Rubio: Paneth Cell Adenoma
Figure 3. Close view of an H&E -stained section from a Paneth cell adenoma of the ileum. Note auto-fluorescent dysplastic Paneth cells (H&E, photographed with indirect light fluorescent, 460 nm, 10 x).
In the present case, 10 tubular adenomas (all with low grade dysplasia) were found in the duodenum. By the use of a fluorescent microscope, we found in those 10 adenomas that ≤ 18% of the dysplastic cells were Paneth cells. By the same method, we found in one biopsy of the ileal pouch a tubular adenoma carrying 92% dysplastic Paneth cells (case reported here, Figures 1-3) and in the remaining biopsies, 5 tubular adenomas (all with low grade dysplasia) having ≤ 20% dysplastic Paneth cells.
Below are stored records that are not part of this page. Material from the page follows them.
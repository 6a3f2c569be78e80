//! Configuration for exchange regions

use serde::{Deserialize, Serialize};
use std::time::Duration;

/// Default payload capacity (64 KiB)
pub const DEFAULT_PAYLOAD_CAPACITY: u32 = 64 * 1024;

/// Default region permissions: read/write for owner, group and others
pub const DEFAULT_MODE: u32 = 0o666;

/// Default region lock timeout in milliseconds
pub const DEFAULT_LOCK_TIMEOUT_MS: u64 = 5_000;

/// Default prefix for derived region names
pub const DEFAULT_NAME_PREFIX: &str = "ocdm";

/// What happens to the sub-sample area when a length is declared without data
#[derive(Debug, Clone, Copy, Default, PartialEq, Eq, Serialize, Deserialize)]
#[serde(rename_all = "lowercase")]
pub enum SubSampleFill {
    /// Zero the declared range so no bytes from a previous exchange remain
    #[default]
    Zero,
    /// Leave the area as it is; the producer filled it some other way
    Preserve,
}

/// Configuration for creating exchange regions
#[derive(Debug, Clone, PartialEq, Eq, Serialize, Deserialize)]
#[serde(default)]
pub struct ExchangeConfig {
    /// Prefix used when deriving per-session region names
    pub name_prefix: String,

    /// Payload capacity in bytes
    pub payload_capacity: u32,

    /// Permission bits applied to newly created regions
    pub mode: u32,

    /// Sub-sample declare policy
    pub sub_sample_fill: SubSampleFill,

    /// Region lock timeout (in milliseconds)
    pub lock_timeout_ms: u64,
}

impl Default for ExchangeConfig {
    fn default() -> Self {
        Self {
            name_prefix: DEFAULT_NAME_PREFIX.to_string(),
            payload_capacity: DEFAULT_PAYLOAD_CAPACITY,
            mode: DEFAULT_MODE,
            sub_sample_fill: SubSampleFill::Zero,
            lock_timeout_ms: DEFAULT_LOCK_TIMEOUT_MS,
        }
    }
}

impl ExchangeConfig {
    /// Create a new configuration with the specified payload capacity
    pub fn new(payload_capacity: u32) -> Self {
        Self {
            payload_capacity,
            ..Default::default()
        }
    }

    /// Set the payload capacity
    #[must_use]
    pub const fn with_payload_capacity(mut self, capacity: u32) -> Self {
        self.payload_capacity = capacity;
        self
    }

    /// Set the permission bits for created regions
    #[must_use]
    pub const fn with_mode(mut self, mode: u32) -> Self {
        self.mode = mode;
        self
    }

    /// Set the sub-sample declare policy
    #[must_use]
    pub const fn with_sub_sample_fill(mut self, fill: SubSampleFill) -> Self {
        self.sub_sample_fill = fill;
        self
    }

    /// Set the region lock timeout
    #[must_use]
    pub const fn with_lock_timeout_ms(mut self, timeout_ms: u64) -> Self {
        self.lock_timeout_ms = timeout_ms;
        self
    }

    /// Set the region name prefix
    #[must_use]
    pub fn with_name_prefix(mut self, prefix: impl Into<String>) -> Self {
        self.name_prefix = prefix.into();
        self
    }

    /// Region lock timeout as a `Duration`
    pub const fn lock_timeout(&self) -> Duration {
        Duration::from_millis(self.lock_timeout_ms)
    }

    /// Derive a region name from the prefix and a list of components
    pub fn region_name(&self, parts: &[&str]) -> String {
        let mut name = self.name_prefix.clone();
        for part in parts {
            name.push('-');
            name.push_str(part);
        }
        name
    }
}

#[cfg(test)]
#[allow(clippy::unwrap_used)]
mod tests {
    use super::*;

    #[test]
    fn test_defaults() {
        let config = ExchangeConfig::default();
        assert_eq!(config.payload_capacity, DEFAULT_PAYLOAD_CAPACITY);
        assert_eq!(config.mode, 0o666);
        assert_eq!(config.sub_sample_fill, SubSampleFill::Zero);
        assert_eq!(config.lock_timeout(), Duration::from_secs(5));
    }

    #[test]
    fn test_builder() {
        let config = ExchangeConfig::new(4096)
            .with_mode(0o600)
            .with_sub_sample_fill(SubSampleFill::Preserve)
            .with_lock_timeout_ms(100)
            .with_name_prefix("cdm");
        assert_eq!(config.payload_capacity, 4096);
        assert_eq!(config.mode, 0o600);
        assert_eq!(config.sub_sample_fill, SubSampleFill::Preserve);
        assert_eq!(config.lock_timeout(), Duration::from_millis(100));
        assert_eq!(config.region_name(&["host", "7"]), "cdm-host-7");
    }

    #[test]
    fn test_partial_json_uses_defaults() {
        let config: ExchangeConfig =
            serde_json::from_str(r#"{"payload_capacity": 1024, "sub_sample_fill": "preserve"}"#)
                .unwrap();
        assert_eq!(config.payload_capacity, 1024);
        assert_eq!(config.sub_sample_fill, SubSampleFill::Preserve);
        assert_eq!(config.name_prefix, DEFAULT_NAME_PREFIX);
        assert_eq!(config.mode, DEFAULT_MODE);
    }

    #[test]
    fn test_json_round_trip() {
        let config = ExchangeConfig::new(512).with_name_prefix("x");
        let json = serde_json::to_string(&config).unwrap();
        let loaded: ExchangeConfig = serde_json::from_str(&json).unwrap();
        assert_eq!(loaded, config);
    }
}
pub const DEFAULT_INTERPRETER: &str = "mono";

pub const DEFAULT_READY_SETTLE_MS: u64 = 50;
pub const MIN_READY_SETTLE_MS: u64 = 1;
pub const MAX_READY_SETTLE_MS: u64 = 10_000;

pub const MAX_RESULT_TIMEOUT_MS: u64 = 3_600_000;

pub const DEFAULT_EXIT_GRACE_MS: u64 = 2_000;
pub const MAX_EXIT_GRACE_MS: u64 = 60_000;

pub(super) const RUNTIME_KEY_LEN: usize = 16;
pub(super) const MODS_DIR_NAME: &str = "Mods";
pub(super) const MANAGED_DIR_NAME: &str = "Managed";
Sections from the ileal pouch adenoma were also stained with lysozyme. That immunostain showed a high frequency of lysozyme-positive cells (Figure 2). The actual number of Paneth cells could not be assessed with that method. The review of the proctocolectomy specimen revealed multiple tubular and tubulovillous adenomas with occasional Paneth cells.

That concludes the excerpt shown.